What is being asked >> The answer should be an exact copy of the data.

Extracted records
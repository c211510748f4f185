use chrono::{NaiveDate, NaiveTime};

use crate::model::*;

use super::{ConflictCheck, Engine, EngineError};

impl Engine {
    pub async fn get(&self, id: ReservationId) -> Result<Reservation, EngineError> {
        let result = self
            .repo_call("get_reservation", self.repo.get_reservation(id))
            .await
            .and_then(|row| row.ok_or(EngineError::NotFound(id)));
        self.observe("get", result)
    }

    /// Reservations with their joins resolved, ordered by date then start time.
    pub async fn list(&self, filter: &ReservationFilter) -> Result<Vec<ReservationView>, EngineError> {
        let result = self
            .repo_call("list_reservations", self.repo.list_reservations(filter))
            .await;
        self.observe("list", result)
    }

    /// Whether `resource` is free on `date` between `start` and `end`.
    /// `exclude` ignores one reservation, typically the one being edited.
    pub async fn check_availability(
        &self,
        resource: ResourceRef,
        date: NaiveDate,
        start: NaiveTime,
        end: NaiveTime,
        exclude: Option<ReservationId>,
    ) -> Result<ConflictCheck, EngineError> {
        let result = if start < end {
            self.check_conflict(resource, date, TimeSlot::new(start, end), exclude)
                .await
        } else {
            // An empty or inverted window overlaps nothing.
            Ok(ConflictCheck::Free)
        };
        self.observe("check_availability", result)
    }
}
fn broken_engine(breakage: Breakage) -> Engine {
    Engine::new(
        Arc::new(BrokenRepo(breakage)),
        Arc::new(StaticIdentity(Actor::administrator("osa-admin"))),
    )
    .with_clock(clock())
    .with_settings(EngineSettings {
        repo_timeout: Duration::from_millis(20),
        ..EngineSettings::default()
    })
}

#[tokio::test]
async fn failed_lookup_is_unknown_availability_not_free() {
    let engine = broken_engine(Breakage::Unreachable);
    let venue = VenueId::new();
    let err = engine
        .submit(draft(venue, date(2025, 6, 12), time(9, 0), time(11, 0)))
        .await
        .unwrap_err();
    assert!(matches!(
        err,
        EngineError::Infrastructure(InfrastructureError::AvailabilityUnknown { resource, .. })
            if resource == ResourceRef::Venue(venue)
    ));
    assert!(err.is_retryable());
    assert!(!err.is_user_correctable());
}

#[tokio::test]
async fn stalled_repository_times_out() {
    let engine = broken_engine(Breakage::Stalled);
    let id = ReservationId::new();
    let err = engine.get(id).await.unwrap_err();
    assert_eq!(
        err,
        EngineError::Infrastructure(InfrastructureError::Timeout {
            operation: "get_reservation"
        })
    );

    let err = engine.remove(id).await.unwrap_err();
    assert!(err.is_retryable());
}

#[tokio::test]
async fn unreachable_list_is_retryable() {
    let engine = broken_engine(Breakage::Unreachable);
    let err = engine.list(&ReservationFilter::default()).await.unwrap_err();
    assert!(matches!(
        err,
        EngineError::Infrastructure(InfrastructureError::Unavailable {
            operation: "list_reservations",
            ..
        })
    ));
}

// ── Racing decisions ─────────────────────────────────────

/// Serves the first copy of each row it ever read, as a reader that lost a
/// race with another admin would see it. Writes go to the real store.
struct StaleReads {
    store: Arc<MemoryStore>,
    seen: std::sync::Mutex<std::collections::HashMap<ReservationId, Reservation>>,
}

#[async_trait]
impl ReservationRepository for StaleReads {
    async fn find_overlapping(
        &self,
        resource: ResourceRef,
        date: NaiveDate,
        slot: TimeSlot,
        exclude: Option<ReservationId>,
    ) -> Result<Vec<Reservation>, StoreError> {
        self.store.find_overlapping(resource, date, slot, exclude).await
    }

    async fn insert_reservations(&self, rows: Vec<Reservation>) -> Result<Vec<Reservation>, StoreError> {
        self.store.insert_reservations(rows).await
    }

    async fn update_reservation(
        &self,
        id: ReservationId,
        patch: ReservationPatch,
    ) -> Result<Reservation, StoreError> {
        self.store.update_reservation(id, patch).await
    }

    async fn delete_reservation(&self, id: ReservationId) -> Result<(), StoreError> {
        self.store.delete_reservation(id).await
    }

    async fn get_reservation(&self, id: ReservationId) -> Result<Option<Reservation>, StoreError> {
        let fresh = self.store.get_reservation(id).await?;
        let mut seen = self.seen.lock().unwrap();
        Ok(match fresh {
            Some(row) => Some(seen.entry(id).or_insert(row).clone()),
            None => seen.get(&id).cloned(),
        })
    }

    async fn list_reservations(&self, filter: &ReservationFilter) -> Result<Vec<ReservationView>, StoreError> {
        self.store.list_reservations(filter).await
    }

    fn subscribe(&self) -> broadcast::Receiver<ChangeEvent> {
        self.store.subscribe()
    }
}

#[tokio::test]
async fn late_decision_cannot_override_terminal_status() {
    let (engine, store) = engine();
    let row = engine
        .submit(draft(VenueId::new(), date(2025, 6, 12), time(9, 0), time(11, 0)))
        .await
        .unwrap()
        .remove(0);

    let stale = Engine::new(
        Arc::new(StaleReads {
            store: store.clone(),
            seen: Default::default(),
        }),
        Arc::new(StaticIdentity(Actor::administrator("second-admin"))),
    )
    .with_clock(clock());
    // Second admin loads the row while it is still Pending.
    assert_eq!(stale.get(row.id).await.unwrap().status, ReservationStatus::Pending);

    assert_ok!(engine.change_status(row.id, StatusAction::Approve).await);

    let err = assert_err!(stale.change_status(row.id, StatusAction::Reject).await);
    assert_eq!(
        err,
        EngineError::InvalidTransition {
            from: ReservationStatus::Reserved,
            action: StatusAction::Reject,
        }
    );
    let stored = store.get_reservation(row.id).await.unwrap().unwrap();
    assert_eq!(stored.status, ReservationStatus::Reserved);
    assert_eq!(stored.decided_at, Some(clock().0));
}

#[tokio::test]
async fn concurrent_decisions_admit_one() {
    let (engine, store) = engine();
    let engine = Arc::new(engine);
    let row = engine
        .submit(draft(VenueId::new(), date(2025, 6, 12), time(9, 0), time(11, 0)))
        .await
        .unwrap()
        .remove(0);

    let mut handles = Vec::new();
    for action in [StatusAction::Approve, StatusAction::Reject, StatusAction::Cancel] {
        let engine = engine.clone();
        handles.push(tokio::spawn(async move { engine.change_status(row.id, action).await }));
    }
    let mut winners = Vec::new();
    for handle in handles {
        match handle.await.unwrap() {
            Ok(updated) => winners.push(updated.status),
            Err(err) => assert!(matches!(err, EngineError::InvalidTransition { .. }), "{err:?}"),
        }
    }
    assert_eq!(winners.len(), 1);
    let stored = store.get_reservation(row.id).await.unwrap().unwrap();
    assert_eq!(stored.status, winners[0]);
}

Expected answer >>
repository c211510748f4f185
use chrono::{NaiveDate, NaiveTime};

use crate::model::*;

use super::{ConflictCheck, Engine, EngineError};

impl Engine {
    pub async fn get(&self, id: ReservationId) -> Result<Reservation, EngineError> {
        let result = self
            .repo_call("get_reservation", self.repo.get_reservation(id))
            .await
            .and_then(|row| row.ok_or(EngineError::NotFound(id)));
        self.observe("get", result)
    }

    /// Reservations with their joins resolved, ordered by date then start time.
    pub async fn list(&self, filter: &ReservationFilter) -> Result<Vec<ReservationView>, EngineError> {
        let result = self
            .repo_call("list_reservations", self.repo.list_reservations(filter))
            .await;
        self.observe("list", result)
    }

    /// Whether `resource` is free on `date` between `start` and `end`.
    /// `exclude` ignores one reservation, typically the one being edited.
    pub async fn check_availability(
        &self,
        resource: ResourceRef,
        date: NaiveDate,
        start: NaiveTime,
        end: NaiveTime,
        exclude: Option<ReservationId>,
    ) -> Result<ConflictCheck, EngineError> {
        let result = if start < end {
            self.check_conflict(resource, date, TimeSlot::new(start, end), exclude)
                .await
        } else {
            // An empty or inverted window overlaps nothing.
            Ok(ConflictCheck::Free)
        };
        self.observe("check_availability", result)
    }
}
fn broken_engine(breakage: Breakage) -> Engine {
    Engine::new(
        Arc::new(BrokenRepo(breakage)),
        Arc::new(StaticIdentity(Actor::administrator("osa-admin"))),
    )
    .with_clock(clock())
    .with_settings(EngineSettings {
        repo_timeout: Duration::from_millis(20),
        ..EngineSettings::default()
    })
}

#[tokio::test]
async fn failed_lookup_is_unknown_availability_not_free() {
    let engine = broken_engine(Breakage::Unreachable);
    let venue = VenueId::new();
    let err = engine
        .submit(draft(venue, date(2025, 6, 12), time(9, 0), time(11, 0)))
        .await
        .unwrap_err();
    assert!(matches!(
        err,
        EngineError::Infrastructure(InfrastructureError::AvailabilityUnknown { resource, .. })
            if resource == ResourceRef::Venue(venue)
    ));
    assert!(err.is_retryable());
    assert!(!err.is_user_correctable());
}

#[tokio::test]
async fn stalled_repository_times_out() {
    let engine = broken_engine(Breakage::Stalled);
    let id = ReservationId::new();
    let err = engine.get(id).await.unwrap_err();
    assert_eq!(
        err,
        EngineError::Infrastructure(InfrastructureError::Timeout {
            operation: "get_reservation"
        })
    );

    let err = engine.remove(id).await.unwrap_err();
    assert!(err.is_retryable());
}

#[tokio::test]
async fn unreachable_list_is_retryable() {
    let engine = broken_engine(Breakage::Unreachable);
    let err = engine.list(&ReservationFilter::default()).await.unwrap_err();
    assert!(matches!(
        err,
        EngineError::Infrastructure(InfrastructureError::Unavailable {
            operation: "list_reservations",
            ..
        })
    ));
}

// ── Racing decisions ─────────────────────────────────────

/// Serves the first copy of each row it ever read, as a reader that lost a
/// race with another admin would see it. Writes go to the real store.
struct StaleReads {
    store: Arc<MemoryStore>,
    seen: std::sync::Mutex<std::collections::HashMap<ReservationId, Reservation>>,
}

#[async_trait]
impl ReservationRepository for StaleReads {
    async fn find_overlapping(
        &self,
        resource: ResourceRef,
        date: NaiveDate,
        slot: TimeSlot,
        exclude: Option<ReservationId>,
    ) -> Result<Vec<Reservation>, StoreError> {
        self.store.find_overlapping(resource, date, slot, exclude).await
    }

    async fn insert_reservations(&self, rows: Vec<Reservation>) -> Result<Vec<Reservation>, StoreError> {
        self.store.insert_reservations(rows).await
    }

    async fn update_reservation(
        &self,
        id: ReservationId,
        patch: ReservationPatch,
    ) -> Result<Reservation, StoreError> {
        self.store.update_reservation(id, patch).await
    }

    async fn delete_reservation(&self, id: ReservationId) -> Result<(), StoreError> {
        self.store.delete_reservation(id).await
    }

    async fn get_reservation(&self, id: ReservationId) -> Result<Option<Reservation>, StoreError> {
        let fresh = self.store.get_reservation(id).await?;
        let mut seen = self.seen.lock().unwrap();
        Ok(match fresh {
            Some(row) => Some(seen.entry(id).or_insert(row).clone()),
            None => seen.get(&id).cloned(),
        })
    }

    async fn list_reservations(&self, filter: &ReservationFilter) -> Result<Vec<ReservationView>, StoreError> {
        self.store.list_reservations(filter).await
    }

    fn subscribe(&self) -> broadcast::Receiver<ChangeEvent> {
        self.store.subscribe()
    }
}

#[tokio::test]
async fn late_decision_cannot_override_terminal_status() {
    let (engine, store) = engine();
    let row = engine
        .submit(draft(VenueId::new(), date(2025, 6, 12), time(9, 0), time(11, 0)))
        .await
        .unwrap()
        .remove(0);

    let stale = Engine::new(
        Arc::new(StaleReads {
            store: store.clone(),
            seen: Default::default(),
        }),
        Arc::new(StaticIdentity(Actor::administrator("second-admin"))),
    )
    .with_clock(clock());
    // Second admin loads the row while it is still Pending.
    assert_eq!(stale.get(row.id).await.unwrap().status, ReservationStatus::Pending);

    assert_ok!(engine.change_status(row.id, StatusAction::Approve).await);

    let err = assert_err!(stale.change_status(row.id, StatusAction::Reject).await);
    assert_eq!(
        err,
        EngineError::InvalidTransition {
            from: ReservationStatus::Reserved,
            action: StatusAction::Reject,
        }
    );
    let stored = store.get_reservation(row.id).await.unwrap().unwrap();
    assert_eq!(stored.status, ReservationStatus::Reserved);
    assert_eq!(stored.decided_at, Some(clock().0));
}

#[tokio::test]
async fn concurrent_decisions_admit_one() {
    let (engine, store) = engine();
    let engine = Arc::new(engine);
    let row = engine
        .submit(draft(VenueId::new(), date(2025, 6, 12), time(9, 0), time(11, 0)))
        .await
        .unwrap()
        .remove(0);

    let mut handles = Vec::new();
    for action in [StatusAction::Approve, StatusAction::Reject, StatusAction::Cancel] {
        let engine = engine.clone();
        handles.push(tokio::spawn(async move { engine.change_status(row.id, action).await }));
    }
    let mut winners = Vec::new();
    for handle in handles {
        match handle.await.unwrap() {
            Ok(updated) => winners.push(updated.status),
            Err(err) => assert!(matches!(err, EngineError::InvalidTransition { .. }), "{err:?}"),
        }
    }
    assert_eq!(winners.len(), 1);
    let stored = store.get_reservation(row.id).await.unwrap().unwrap();
    assert_eq!(stored.status, winners[0]);
}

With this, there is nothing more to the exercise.